Because $f$ is continuous, $f$ can be made arbitrarily close to $f(\alpha)$ for for all $y$ sufficiently close to $\alpha$.
$\lim_{y \to \alpha-}f(y) = f(\alpha)$
For our $\varepsilon$ there exists some $\delta > 0$ such that for all $y$ if $$\alpha - \delta < y \leq \alpha \text{, then } |f(y) - f(\alpha)| < \varepsilon$$
or
$$f(y) - f(\alpha) < \varepsilon $$ $$f(y) - f(\alpha) < f(x) - f(\alpha)$$ $$f(y) < f(x)$$
If this were true then there would be some $y_0$ in $(\alpha - \delta, \alpha)$ such that: $$f(y) < f(x) \text{ for all } y \text{ in } [y_0, \alpha]$$
But this contradicts $\alpha$ being the least upper bound of $A$. ($y_0$ would be an upper bound less than $\alpha$).
Therefore, $f(\alpha) \not\lt f(x)$
You could show the same result by building the continuous function $g(y) = f(y) - f(x)$ and using Theorem 6-3 to show $g(y) < 0$ near $\alpha$...
Original post I think I found a proof that is a bit simpler. Unfortunately it doesn't directly use any of the supremum/infimum arguments which are the whole point of the chapter, so it may not be helpful.
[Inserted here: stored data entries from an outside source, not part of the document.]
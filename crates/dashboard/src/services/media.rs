use std::path::PathBuf;

use tracing::debug;
use uuid::Uuid;

use super::{BoxFuture, MediaUploader};
use crate::error::{ServiceError, ServiceResult};
use crate::model::MediaFile;

/// Stores uploads as files under a root directory.
///
/// Each upload gets a unique name, so the same file can be attached twice.
/// The returned storage path is `{root}/{uuid}-{sanitized name}`.
pub struct FsMediaUploader {
    root: PathBuf,
}

impl FsMediaUploader {
    pub fn new(root: impl Into<PathBuf>) -> Self {
        Self { root: root.into() }
    }

    pub fn root(&self) -> &PathBuf {
        &self.root
    }
}

fn sanitize(name: &str) -> String {
    let cleaned: String = name
        .rsplit(['/', '\\'])
        .next()
        .unwrap_or_default()
        .chars()
        .map(|c| {
            if c.is_ascii_alphanumeric() || matches!(c, '.' | '-' | '_') {
                c
            } else {
                '_'
            }
        })
        .collect();
    let cleaned = cleaned.trim_start_matches('.');
    if cleaned.is_empty() {
        "upload".to_string()
    } else {
        cleaned.to_string()
    }
}

impl MediaUploader for FsMediaUploader {
    fn file(&self, file: MediaFile) -> BoxFuture<'_, ServiceResult<String>> {
        Box::pin(async move {
            if file.bytes.is_empty() {
                return Err(ServiceError::new(format!("{} is empty", file.name)));
            }

            tokio::fs::create_dir_all(&self.root)
                .await
                .map_err(|e| ServiceError::with_source("failed to create media root", e))?;

            let path = self
                .root
                .join(format!("{}-{}", Uuid::new_v4(), sanitize(&file.name)));
            tokio::fs::write(&path, &file.bytes)
                .await
                .map_err(|e| ServiceError::with_source("failed to write upload", e))?;

            debug!("stored {} bytes at {path:?}", file.bytes.len());
            Ok(path.to_string_lossy().into_owned())
        })
    }
}

#[cfg(test)]
mod tests {
    use super::*;

    #[test]
    fn sanitize_strips_directories_and_odd_characters() {
        assert_eq!(sanitize("../../etc/passwd"), "passwd");
        assert_eq!(sanitize("C:\\pics\\my bowl.jpg"), "my_bowl.jpg");
        assert_eq!(sanitize(".hidden"), "hidden");
        assert_eq!(sanitize(""), "upload");
    }

    #[tokio::test]
    async fn writes_file_under_root() {
        let dir = tempfile::tempdir().unwrap();
        let uploader = FsMediaUploader::new(dir.path().join("media"));

        let path = uploader
            .file(MediaFile::new("bowl.jpg", &b"jpeg"[..]))
            .await
            .unwrap();

        assert!(path.ends_with("-bowl.jpg"));
        assert_eq!(tokio::fs::read(&path).await.unwrap(), b"jpeg");
    }

    #[tokio::test]
    async fn rejects_empty_upload() {
        let dir = tempfile::tempdir().unwrap();
        let uploader = FsMediaUploader::new(dir.path());
        let err = uploader
            .file(MediaFile::new("empty.jpg", Vec::new()))
            .await
            .unwrap_err();
        assert_eq!(err.to_string(), "empty.jpg is empty");
    }
}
I haven't been back to check, but it's likely this is identical to Spivak's solution, only phrased differently...
First, we know that $f(b) \geq f(x)$ for all $x > b$. (If this were not the case, $f(b)$ would be a shadow point.)
Next, let's look at the interval $[a,b]$.
Suppose there exists some $x_0$ in (a,b) with $f(x_0) > f(b)$.
In this case, take the interval $[x_0,b]$. $f$ is continuous, so it must take on its max value for some $x$ in this interval, i.e. there exists some $x_1$ in $[x_0,b]$ such that $f(x_1) \geq f(x_0) > f(b)$.
$f(x_1)$ is a max on $[x_1, b]$ and it's certainly greater than all values of $f(x)$ to the right of $b$, therefore $x_1$ must not be a shadow point.
Since this is not the case, we must have $f(x) \leq f(b)$ for all $x$ in $(a,b)$.
Given this, if $f(x) = f(b)$ for any $x$ in $(a,b)$, again, $x$ would not be a shadow point. Therefore, $f(x) < f(b)$ for all $x$ in $(a,b)$.
Finally we look at $a$. We must have $f(a) \geq f(b)$, otherwise $a$ would be a shadow point.
If $f(a) > f(b)$ then we have
$$f(a) > \frac{f(a) + f(b)}{2} > f(b)$$
and the IVT tells us there exists some $x$ with $a < x < b$ such that
$$f(x) = \frac{f(a) + f(b)}{2} > f(b)$$
but this is a contradiction because we know $f(x) < f(b)$ for all $x$ in $(a,b)$.
Therefore, we must have $f(a) = f(b)$.